Con Ramona y sin promesas, el futuro del arte

Por Fernando Fraenza & Alejandra Perié

Durante este último decenio ha sido preocupación de muchos el problema de cómo los jóvenes artistas y los actuales curadores o historiadores trabajan con la memoria artística y política del escenario argentino de los sesenta, interrumpida por la dictadura, pero peor aún, cooptada por la institución arte. Tales inquietudes se han sucedido desde que los más radicales episodios de fines de los sesenta, ligados a esa suerte de ocaso artístico que renuncia a los aspectos gastronómicos y convenientes del arte, ingresaron –más o menos pacificados- al relato institucional producido por la crítica y la historia.

Parte de estas inquietudes lo es, sobre todo, acerca de cómo activar, rehabilitar o –por lo menos- comprender lo que por entonces significó una experiencia radical en cuanto expansión sincrónica o social de las bellas artes, que procedía –antes que con éxito, claridad o efectividad social- más bien, rechazando casi por completo, y en grado novedoso en cuanto negación del sentido, sus relaciones diacrónicas con la institución arte, vale decir, con la creencia en algún tipo de necesidad de arte, en obligaciones trascendentales del mismo, o en alguna clase de falsa promesa, inclusive la que esas formaciones propiamente antiartísticas –cuando fallaban- garantizaban ante un público revolucionario pero aún consumidor de la ideología característica del arte burgués. No se trataba ya de representaciones idealizadas del mundo como en épocas anteriores a la vanguardia, pero permanecían –algunas veces- siendo dramaturgias que, aún poniendo en escena enunciados que no eran obras maestras y sujetos textuales que no eran maestros, y jugando además ciertas estrategias enunciativas dignas de un mundo en el que ya no existe el arte, conseguían ser consumidas como tal en los diversos escenarios artísticos. Esto último no representa un problema para quienes están inquietos por la posibilidad y dificultad de reactivar el no-arte de los sesenta. Pues su problema es, por el contrario, qué hacer con los momentos más auténticos, es decir, con esos que sí consiguieron –en la propia circunstancia de enunciación- no ser arrastrados y comprimidos por la fuerza pacificadora del arte, ni beneficiados en cuanto artistas sus participantes.

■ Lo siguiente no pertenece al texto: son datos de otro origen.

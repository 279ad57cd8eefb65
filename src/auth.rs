use std::fmt;
use std::str::FromStr;

use argon2::password_hash::{PasswordHash, PasswordHasher, PasswordVerifier, SaltString};
use argon2::Argon2;
use jsonwebtoken::{errors::ErrorKind, Algorithm, DecodingKey, EncodingKey, Header, Validation};
use log::{debug, error};
use serde::{Deserialize, Serialize};
use uuid::Uuid;

use crate::time::Timestamp;

/// Lifetime of an issued token, in seconds.
pub const TOKEN_LIFETIME: u64 = 60 * 60;

#[derive(Debug, Clone, Copy, PartialEq, Eq)]
pub enum AuthError {
    Missing,
    Malformed,
    Expired,
    Invalid,
}

impl AuthError {
    pub fn message(self) -> &'static str {
        match self {
            Self::Missing => "Auth failed, No token provided",
            Self::Malformed => "Auth failed, Invalid token format",
            Self::Expired => "Auth failed, Token expired",
            Self::Invalid => "Auth failed, Invalid token",
        }
    }
}

impl fmt::Display for AuthError {
    fn fmt(&self, fmt: &mut fmt::Formatter<'_>) -> fmt::Result {
        write!(fmt, "{}", self.message())
    }
}

/// The token half of an `Authorization: Bearer <token>` header.
#[derive(Debug)]
pub struct Bearer(String);

impl FromStr for Bearer {
    type Err = AuthError;

    fn from_str(header: &str) -> Result<Self, Self::Err> {
        let parts = header.split(' ').collect::<Vec<_>>();

        let [_scheme, token] = parts[..] else {
            debug!("auth header has {} parts", parts.len());
            return Err(AuthError::Malformed);
        };

        Ok(Self(token.into()))
    }
}

impl Bearer {
    /// An empty header counts as no header at all.
    pub fn from_header(header: Option<&str>) -> Result<Self, AuthError> {
        match header {
            Some(header) if !header.trim().is_empty() => header.parse(),
            _ => Err(AuthError::Missing),
        }
    }

    pub fn token(&self) -> &str {
        &self.0
    }
}

#[derive(Debug, Clone, PartialEq, Eq, Serialize, Deserialize)]
pub struct Claims {
    pub login: String,
    pub name: String,
    pub iat: Timestamp,
    pub exp: Timestamp,
}

pub struct SessionIssuer {
    encoding: EncodingKey,
    decoding: DecodingKey,
    validation: Validation,
}

impl SessionIssuer {
    pub fn new(secret: &str) -> Self {
        let mut validation = Validation::new(Algorithm::HS256);
        validation.leeway = 0;
        validation.set_required_spec_claims(&["exp"]);

        Self {
            encoding: EncodingKey::from_secret(secret.as_bytes()),
            decoding: DecodingKey::from_secret(secret.as_bytes()),
            validation,
        }
    }

    pub fn issue(&self, login: &str, name: &str) -> Result<String, ()> {
        self.issue_at(login, name, Timestamp::now()?)
    }

    pub fn issue_at(&self, login: &str, name: &str, now: Timestamp) -> Result<String, ()> {
        let claims = Claims {
            login: login.into(),
            name: name.into(),
            iat: now,
            exp: now.plus_secs(TOKEN_LIFETIME),
        };

        jsonwebtoken::encode(&Header::new(Algorithm::HS256), &claims, &self.encoding).map_err(
            |e| {
                error!("couldn't sign token for {login}: {e:?}");
            },
        )
    }

    pub fn verify(&self, token: &str) -> Result<Claims, AuthError> {
        jsonwebtoken::decode::<Claims>(token, &self.decoding, &self.validation)
            .map(|data| data.claims)
            .map_err(|e| match e.kind() {
                ErrorKind::ExpiredSignature => AuthError::Expired,
                _ => {
                    debug!("token rejected: {e:?}");
                    AuthError::Invalid
                }
            })
    }
}

/// An argon2 password digest in PHC string form, salt included.
#[derive(Debug, Clone, PartialEq, Eq)]
pub struct PwHash(String);

impl PwHash {
    pub fn new(pwd: &str) -> Result<Self, ()> {
        let salt = SaltString::encode_b64(Uuid::new_v4().as_bytes()).map_err(|e| {
            error!("couldn't encode password salt: {e}");
        })?;

        Argon2::default()
            .hash_password(pwd.as_bytes(), &salt)
            .map(|hash| Self(hash.to_string()))
            .map_err(|e| {
                error!("couldn't hash password: {e}");
            })
    }

    pub fn verify(&self, pwd: &str) -> bool {
        let hash = match PasswordHash::new(&self.0) {
            Ok(hash) => hash,
            Err(e) => {
                error!("stored password digest is unreadable: {e}");
                return false;
            }
        };

        Argon2::default()
            .verify_password(pwd.as_bytes(), &hash)
            .is_ok()
    }

    pub fn as_str(&self) -> &str {
        &self.0
    }
}

impl From<String> for PwHash {
    fn from(stored: String) -> Self {
        Self(stored)
    }
}
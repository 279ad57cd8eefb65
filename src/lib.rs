pub mod args;
pub mod auth;
pub mod backend;
pub mod client;
pub mod memo;
pub mod memosync;
pub mod routes;
pub mod time;
pub mod user;

pub use crate::time::{MemoDate, Timestamp};
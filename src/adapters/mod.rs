//! Collaborators the core drives: audio output, track libraries, stored playlists

pub mod library;
pub mod memory;
pub mod playlist_files;
pub mod simulated;
mod traits;

pub use library::LibraryRouter;
pub use traits::{
    AudioError, AudioPlayer, LibraryError, LibraryProvider, PlaylistStore, Startable,
    StoreError, TrackFinished,
};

O mejor aún, qué hacer con (i) una historia del arte que –tan sólo ocupándose de sus obligaciones disciplinares- saca a la luz artística aquellos escombros que habían permanecido –con éxito- en la oscuridad; qué hacer con (ii) unos comisarios y unos funcionarios que anhelan comprimir aquellos documentos para convertirlos en monumentos; qué hacer (iii) con aquellos artistas que, en nombre de un activismo harto estilizado, se aprovechan, aún en las formas más inteligentes y dialécticas, no de los trastos sino del renombre y el ascendiente propiamente artístico de los sesenta.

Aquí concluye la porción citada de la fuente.